The shape of the miscalibration in Figure 9 is also meaningful. The frown shapes
exhibited by Models 2 and 3 indicate that the univariate predictive distributions are too broad compared to the data, which suggests that further modeling will be necessary to
accurately reflect the uncertainty.
The axes of these figures are not labeled. Why did you choose to do that? Y is the density and X quantiles? – I just anticipate that people would yell at me if I try to use a figure without labels –
How would this figure look like if your model is really good?
How would you read the following figure? That is, what conclusions, if any, can you make from it? Are there any conclusions that you have seen people make from it but that they should not?
The y-axis text is off by default because we wanted to emphasize comparing the shapes rather than the numbers. There’s not too much to infer just from the the y-axis numbers for a plot like this, but if you want to add them into to the plot so you don’t get yelled at you can just do this:
ppc_loo_pit_overlay(...) + yaxis_text()
The darker and thicker curve doesn’t stand out (aside from being darker and thicker). Basically the same thing as for ppc_dens_overlay. The dark curve should be plausible.
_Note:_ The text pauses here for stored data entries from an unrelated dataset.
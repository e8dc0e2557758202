//! Account operations behind the members pages and the `create-superuser`
//! command. Each runs in one transaction together with the events it raises.

use rusqlite::Connection;

use crate::auth::events::{publish, AccountEvent};
use crate::auth::forms::{
    validate_superuser, EditProfileForm, NewUser, PasswordChangeForm, SignUpForm,
};
use crate::auth::password::{hash_password, verify_password};
use crate::auth::{login_counter, session, users};
use crate::db::models::User;
use crate::error::{AppError, AppResult};
use crate::forms::{FieldErrors, NON_FIELD};

const USERNAME_TAKEN: &str = "A user with that username already exists.";

/// Result of a successful login.
#[derive(Debug, Clone)]
pub struct SignedIn {
    pub user: User,
    pub token: String,
    pub login_count: i64,
}

/// Register a regular account from the sign-up form.
pub fn register(conn: &mut Connection, form: &SignUpForm, bcrypt_cost: u32) -> AppResult<User> {
    let new_user = form.clean()?;
    create_account(conn, &new_user, false, bcrypt_cost)
}

/// Create an admin account, as done by the `create-superuser` command.
pub fn create_superuser(
    conn: &mut Connection,
    username: &str,
    email: &str,
    password: &str,
    bcrypt_cost: u32,
) -> AppResult<User> {
    let new_user = validate_superuser(username, email, password)?;
    create_account(conn, &new_user, true, bcrypt_cost)
}

fn create_account(
    conn: &mut Connection,
    new_user: &NewUser,
    is_admin: bool,
    bcrypt_cost: u32,
) -> AppResult<User> {
    let password_hash = hash_password(&new_user.password, bcrypt_cost)?;

    let tx = conn.transaction()?;
    if users::username_taken(&tx, &new_user.profile.username, None)? {
        let mut errors = FieldErrors::default();
        errors.add("username", USERNAME_TAKEN);
        return Err(AppError::Validation(errors));
    }

    let user = users::insert(&tx, &new_user.profile, &password_hash, is_admin)?;
    publish(
        &tx,
        &AccountEvent::UserCreated {
            user_id: user.id.clone(),
        },
    )?;
    tx.commit()?;

    tracing::info!(username = %user.username, is_admin, "user registered");
    Ok(user)
}

/// Check credentials and open a session. Bad credentials surface as a
/// form-level validation error and leave the login counter untouched.
pub fn sign_in(
    conn: &mut Connection,
    username: &str,
    password: &str,
    session_hours: u64,
) -> AppResult<SignedIn> {
    let user = users::find_by_username(conn, username.trim())?
        .filter(|user| verify_password(password, &user.password_hash))
        .ok_or_else(|| {
            let mut errors = FieldErrors::default();
            errors.add(
                NON_FIELD,
                "Please enter a correct username and password. Note that both fields may be case-sensitive.",
            );
            AppError::Validation(errors)
        })?;

    let tx = conn.transaction()?;
    let token = session::create_session(&tx, &user.id, session_hours)?;
    publish(
        &tx,
        &AccountEvent::LoginSucceeded {
            user_id: user.id.clone(),
        },
    )?;
    let login_count = login_counter::get(&tx, &user.id)?
        .map(|counter| counter.login_count)
        .unwrap_or_default();
    tx.commit()?;

    Ok(SignedIn {
        user,
        token,
        login_count,
    })
}

pub fn sign_out(conn: &Connection, token: &str) -> AppResult<()> {
    session::delete_session(conn, token)?;
    Ok(())
}

pub fn update_profile(conn: &mut Connection, user_id: &str, form: &EditProfileForm) -> AppResult<User> {
    let profile = form.clean()?;

    let tx = conn.transaction()?;
    if users::username_taken(&tx, &profile.username, Some(user_id))? {
        let mut errors = FieldErrors::default();
        errors.add("username", USERNAME_TAKEN);
        return Err(AppError::Validation(errors));
    }
    if users::update_profile(&tx, user_id, &profile)? == 0 {
        return Err(AppError::NotFound);
    }
    let user = users::find_by_id(&tx, user_id)?.ok_or(AppError::NotFound)?;
    tx.commit()?;

    tracing::info!(username = %user.username, "profile updated");
    Ok(user)
}

/// Set a new password and end every session of the user other than
/// `keep_token`.
pub fn change_password(
    conn: &mut Connection,
    user: &User,
    form: &PasswordChangeForm,
    keep_token: Option<&str>,
    bcrypt_cost: u32,
) -> AppResult<()> {
    let mut errors = match form.clean(&user.username) {
        Ok(_) => FieldErrors::default(),
        Err(errors) => errors,
    };
    if !form.old_password.is_empty() && !verify_password(&form.old_password, &user.password_hash) {
        errors.add(
            "old_password",
            "Your old password was entered incorrectly. Please enter it again.",
        );
    }
    let new_password = errors.into_result(form.new_password1.as_str())?;

    let password_hash = hash_password(new_password, bcrypt_cost)?;
    let tx = conn.transaction()?;
    users::set_password_hash(&tx, &user.id, &password_hash)?;
    let ended = session::delete_other_sessions(&tx, &user.id, keep_token)?;
    tx.commit()?;

    tracing::info!(username = %user.username, ended, "password changed");
    Ok(())
}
I recommend making some examples for yourself by simulating data, fitting models, and making the plots (i.e., make some plots for cases where you know the correct model). Here’s one for a linear regression model that I just fit using a simulated dataset of 1000 observations:
The one in the image you shared looks decent. These plots can be somewhat noisy (you’ll see this if you try my recommendation of doing simulations) so you don’t want to read too much into every little discrepancy, but rather try to identify serious problems. In the ones from the paper there is a clear pattern to the miscalibration (the frown shapes), whereas in this one you posted the dark blue line seems like it could plausibly be one of the thin blue lines. Maybe there’s a bit of an issue around 0.3, but at first glance maybe not so severe that it’s not plausible (see, e.g., the dip near 0.7 in my example above). You can also use the optional samples argument (default is 100) to add more thin lines, which is sometimes useful, but 100 is often plenty.